- [WHAT IS NEEDED]:
Whenever a line in the following entries includes "adapters", tally it. Report nothing except the final count.

- [DATA SUPPLIED]:
++++++++++++++++++++
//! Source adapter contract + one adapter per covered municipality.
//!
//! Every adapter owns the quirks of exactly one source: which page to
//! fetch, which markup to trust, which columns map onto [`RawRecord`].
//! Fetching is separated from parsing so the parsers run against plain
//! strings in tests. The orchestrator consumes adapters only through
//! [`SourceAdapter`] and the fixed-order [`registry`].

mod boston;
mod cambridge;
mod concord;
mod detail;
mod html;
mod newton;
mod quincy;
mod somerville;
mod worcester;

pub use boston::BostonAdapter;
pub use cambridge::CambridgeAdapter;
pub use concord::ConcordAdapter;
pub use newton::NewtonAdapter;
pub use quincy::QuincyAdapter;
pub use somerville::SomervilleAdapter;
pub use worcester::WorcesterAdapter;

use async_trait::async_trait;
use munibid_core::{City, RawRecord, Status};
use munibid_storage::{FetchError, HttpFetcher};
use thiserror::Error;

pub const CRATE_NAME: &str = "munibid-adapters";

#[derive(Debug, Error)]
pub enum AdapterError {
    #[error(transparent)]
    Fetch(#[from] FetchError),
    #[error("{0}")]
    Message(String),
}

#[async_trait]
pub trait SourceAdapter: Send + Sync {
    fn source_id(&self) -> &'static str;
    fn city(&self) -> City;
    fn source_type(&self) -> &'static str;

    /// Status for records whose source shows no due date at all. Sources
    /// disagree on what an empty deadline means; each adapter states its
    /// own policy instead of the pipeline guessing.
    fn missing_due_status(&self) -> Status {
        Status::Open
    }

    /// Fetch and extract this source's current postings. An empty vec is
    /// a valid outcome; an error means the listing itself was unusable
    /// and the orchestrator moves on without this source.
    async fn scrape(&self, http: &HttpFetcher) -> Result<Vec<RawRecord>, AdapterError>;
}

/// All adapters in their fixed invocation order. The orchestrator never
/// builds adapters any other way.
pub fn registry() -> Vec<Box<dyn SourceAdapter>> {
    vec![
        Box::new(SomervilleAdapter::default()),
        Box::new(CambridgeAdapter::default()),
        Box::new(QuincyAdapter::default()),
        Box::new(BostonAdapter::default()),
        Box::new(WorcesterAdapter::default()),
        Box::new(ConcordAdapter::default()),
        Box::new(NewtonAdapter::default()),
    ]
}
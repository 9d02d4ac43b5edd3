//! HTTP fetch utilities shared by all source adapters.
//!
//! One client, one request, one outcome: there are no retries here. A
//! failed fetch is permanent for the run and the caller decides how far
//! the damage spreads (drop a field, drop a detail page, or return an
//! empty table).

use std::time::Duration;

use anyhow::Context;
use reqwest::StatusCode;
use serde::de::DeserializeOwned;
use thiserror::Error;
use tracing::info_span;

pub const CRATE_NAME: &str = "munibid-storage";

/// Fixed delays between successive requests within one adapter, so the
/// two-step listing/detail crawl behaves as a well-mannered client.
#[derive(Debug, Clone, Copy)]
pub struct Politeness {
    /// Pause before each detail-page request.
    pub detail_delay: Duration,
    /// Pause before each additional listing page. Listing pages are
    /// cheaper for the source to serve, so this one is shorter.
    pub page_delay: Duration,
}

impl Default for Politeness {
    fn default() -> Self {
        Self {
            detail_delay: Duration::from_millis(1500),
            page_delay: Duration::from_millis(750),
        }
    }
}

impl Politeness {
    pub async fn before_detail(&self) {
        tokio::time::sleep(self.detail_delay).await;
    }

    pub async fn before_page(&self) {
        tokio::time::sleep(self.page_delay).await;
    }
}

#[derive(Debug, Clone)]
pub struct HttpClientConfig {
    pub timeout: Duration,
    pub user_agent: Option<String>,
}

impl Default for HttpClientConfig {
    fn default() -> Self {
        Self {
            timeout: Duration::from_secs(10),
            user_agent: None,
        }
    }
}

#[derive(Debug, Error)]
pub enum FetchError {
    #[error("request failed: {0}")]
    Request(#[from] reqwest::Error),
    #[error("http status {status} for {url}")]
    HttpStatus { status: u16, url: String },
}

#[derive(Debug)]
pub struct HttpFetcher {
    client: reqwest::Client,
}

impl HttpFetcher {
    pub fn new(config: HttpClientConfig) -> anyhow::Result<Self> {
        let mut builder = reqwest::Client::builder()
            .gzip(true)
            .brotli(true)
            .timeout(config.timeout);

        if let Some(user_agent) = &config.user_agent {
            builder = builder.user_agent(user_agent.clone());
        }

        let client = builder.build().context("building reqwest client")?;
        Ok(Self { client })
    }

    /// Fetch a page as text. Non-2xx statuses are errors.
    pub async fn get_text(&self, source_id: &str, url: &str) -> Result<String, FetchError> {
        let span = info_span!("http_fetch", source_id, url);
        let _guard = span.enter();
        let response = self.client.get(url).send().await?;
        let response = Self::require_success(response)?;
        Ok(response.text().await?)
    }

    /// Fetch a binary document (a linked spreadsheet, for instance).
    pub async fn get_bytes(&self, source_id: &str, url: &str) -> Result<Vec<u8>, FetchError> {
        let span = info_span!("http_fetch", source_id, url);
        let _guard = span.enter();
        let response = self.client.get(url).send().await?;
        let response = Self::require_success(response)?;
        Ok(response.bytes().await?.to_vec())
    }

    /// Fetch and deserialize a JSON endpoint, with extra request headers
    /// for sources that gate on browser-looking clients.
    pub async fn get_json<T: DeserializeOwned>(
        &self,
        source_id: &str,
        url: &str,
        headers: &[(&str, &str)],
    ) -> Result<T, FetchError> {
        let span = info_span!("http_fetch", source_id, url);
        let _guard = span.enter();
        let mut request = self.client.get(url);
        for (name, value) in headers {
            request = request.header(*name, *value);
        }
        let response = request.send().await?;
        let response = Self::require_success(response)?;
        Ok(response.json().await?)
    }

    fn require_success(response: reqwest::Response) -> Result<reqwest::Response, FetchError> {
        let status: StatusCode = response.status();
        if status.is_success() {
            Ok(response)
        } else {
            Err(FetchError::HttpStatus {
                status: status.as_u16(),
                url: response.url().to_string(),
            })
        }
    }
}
++++++++++++++++++++
- [EXERCISE ANSWER]:
5